● **Task**:
When "ElementType" occurs in a line of the material, copy that line.

(Provided records)

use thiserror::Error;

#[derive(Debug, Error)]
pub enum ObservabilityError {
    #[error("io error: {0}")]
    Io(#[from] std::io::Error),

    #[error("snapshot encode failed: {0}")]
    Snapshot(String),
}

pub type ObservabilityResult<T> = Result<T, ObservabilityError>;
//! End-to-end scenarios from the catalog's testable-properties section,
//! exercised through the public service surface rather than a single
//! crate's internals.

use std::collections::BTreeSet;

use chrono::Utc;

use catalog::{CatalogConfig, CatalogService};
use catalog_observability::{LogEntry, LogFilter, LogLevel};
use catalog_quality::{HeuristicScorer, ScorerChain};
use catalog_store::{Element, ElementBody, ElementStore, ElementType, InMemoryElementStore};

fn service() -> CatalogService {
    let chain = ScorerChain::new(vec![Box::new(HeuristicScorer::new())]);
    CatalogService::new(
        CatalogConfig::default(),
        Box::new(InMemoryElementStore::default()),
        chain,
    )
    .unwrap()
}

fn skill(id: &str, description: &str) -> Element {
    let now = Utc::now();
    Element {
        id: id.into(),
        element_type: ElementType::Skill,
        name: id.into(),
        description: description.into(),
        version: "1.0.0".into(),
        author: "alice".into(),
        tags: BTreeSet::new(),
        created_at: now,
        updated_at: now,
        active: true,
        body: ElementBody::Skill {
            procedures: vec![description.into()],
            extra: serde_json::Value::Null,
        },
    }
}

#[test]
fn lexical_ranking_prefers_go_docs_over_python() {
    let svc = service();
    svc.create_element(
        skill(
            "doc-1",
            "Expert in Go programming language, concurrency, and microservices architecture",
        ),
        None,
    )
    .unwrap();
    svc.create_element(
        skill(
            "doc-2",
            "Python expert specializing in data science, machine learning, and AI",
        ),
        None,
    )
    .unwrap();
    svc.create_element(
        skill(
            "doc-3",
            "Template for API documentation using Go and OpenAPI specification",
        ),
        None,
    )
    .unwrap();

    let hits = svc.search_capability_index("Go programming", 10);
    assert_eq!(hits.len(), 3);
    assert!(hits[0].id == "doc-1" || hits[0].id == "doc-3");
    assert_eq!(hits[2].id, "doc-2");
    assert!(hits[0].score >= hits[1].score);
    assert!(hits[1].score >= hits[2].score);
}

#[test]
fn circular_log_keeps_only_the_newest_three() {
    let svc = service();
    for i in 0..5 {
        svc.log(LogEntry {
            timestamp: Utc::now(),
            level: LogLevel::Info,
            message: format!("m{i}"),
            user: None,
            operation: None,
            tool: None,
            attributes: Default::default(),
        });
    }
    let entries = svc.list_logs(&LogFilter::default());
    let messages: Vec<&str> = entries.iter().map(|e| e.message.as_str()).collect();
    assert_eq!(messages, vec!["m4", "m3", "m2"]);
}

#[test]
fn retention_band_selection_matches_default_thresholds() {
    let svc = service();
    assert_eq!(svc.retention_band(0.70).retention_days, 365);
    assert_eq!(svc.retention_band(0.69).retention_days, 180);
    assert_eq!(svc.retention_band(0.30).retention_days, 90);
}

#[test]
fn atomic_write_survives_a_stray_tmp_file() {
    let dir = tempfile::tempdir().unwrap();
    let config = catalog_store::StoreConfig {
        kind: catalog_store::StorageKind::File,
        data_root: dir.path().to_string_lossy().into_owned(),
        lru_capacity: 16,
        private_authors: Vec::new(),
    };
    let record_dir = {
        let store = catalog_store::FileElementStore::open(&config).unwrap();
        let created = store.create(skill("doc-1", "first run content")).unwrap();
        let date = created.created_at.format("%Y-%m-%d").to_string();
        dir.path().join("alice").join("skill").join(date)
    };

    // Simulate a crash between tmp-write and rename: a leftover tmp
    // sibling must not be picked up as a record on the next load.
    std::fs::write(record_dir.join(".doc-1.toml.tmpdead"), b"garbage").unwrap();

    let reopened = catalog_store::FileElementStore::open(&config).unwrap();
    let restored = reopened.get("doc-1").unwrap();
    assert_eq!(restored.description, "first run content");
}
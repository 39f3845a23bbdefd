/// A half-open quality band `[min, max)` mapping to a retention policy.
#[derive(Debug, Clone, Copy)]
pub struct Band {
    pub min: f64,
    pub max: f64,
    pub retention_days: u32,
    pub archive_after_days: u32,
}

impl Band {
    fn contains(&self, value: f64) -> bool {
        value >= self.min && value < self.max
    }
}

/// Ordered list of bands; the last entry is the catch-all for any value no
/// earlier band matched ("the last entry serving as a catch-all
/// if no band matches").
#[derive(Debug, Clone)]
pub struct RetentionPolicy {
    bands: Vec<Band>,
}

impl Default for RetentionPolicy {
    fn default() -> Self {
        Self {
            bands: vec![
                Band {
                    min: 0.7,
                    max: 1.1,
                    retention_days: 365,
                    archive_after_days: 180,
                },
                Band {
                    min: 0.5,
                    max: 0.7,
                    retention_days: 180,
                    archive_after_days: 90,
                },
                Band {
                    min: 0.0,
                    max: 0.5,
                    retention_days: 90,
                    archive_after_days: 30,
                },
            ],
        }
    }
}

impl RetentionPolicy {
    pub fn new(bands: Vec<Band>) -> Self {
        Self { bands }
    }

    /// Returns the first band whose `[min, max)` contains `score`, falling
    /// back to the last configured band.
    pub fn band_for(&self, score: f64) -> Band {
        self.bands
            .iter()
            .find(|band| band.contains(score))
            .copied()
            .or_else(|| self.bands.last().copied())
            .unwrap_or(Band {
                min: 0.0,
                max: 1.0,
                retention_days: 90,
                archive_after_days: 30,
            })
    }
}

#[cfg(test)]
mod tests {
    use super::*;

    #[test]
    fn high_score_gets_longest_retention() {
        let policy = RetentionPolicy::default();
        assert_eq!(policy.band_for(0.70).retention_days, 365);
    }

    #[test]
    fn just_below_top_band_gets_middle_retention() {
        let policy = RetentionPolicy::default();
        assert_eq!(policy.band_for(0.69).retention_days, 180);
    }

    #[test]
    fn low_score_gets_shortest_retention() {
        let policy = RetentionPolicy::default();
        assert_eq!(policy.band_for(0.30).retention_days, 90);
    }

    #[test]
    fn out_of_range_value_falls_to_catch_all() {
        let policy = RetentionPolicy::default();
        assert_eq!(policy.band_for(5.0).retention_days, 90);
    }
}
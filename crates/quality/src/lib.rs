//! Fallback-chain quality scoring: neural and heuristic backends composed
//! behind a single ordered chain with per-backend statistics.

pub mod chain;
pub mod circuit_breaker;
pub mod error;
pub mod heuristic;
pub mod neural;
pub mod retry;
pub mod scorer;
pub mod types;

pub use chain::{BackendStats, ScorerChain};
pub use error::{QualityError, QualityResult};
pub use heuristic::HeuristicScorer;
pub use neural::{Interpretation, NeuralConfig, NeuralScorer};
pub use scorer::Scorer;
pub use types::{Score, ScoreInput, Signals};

(End Provided records)

● **Answer to this exercise**:
use catalog_store::{Element, ElementBody, ElementStore, ElementType, InMemoryElementStore};
        element_type: ElementType::Skill,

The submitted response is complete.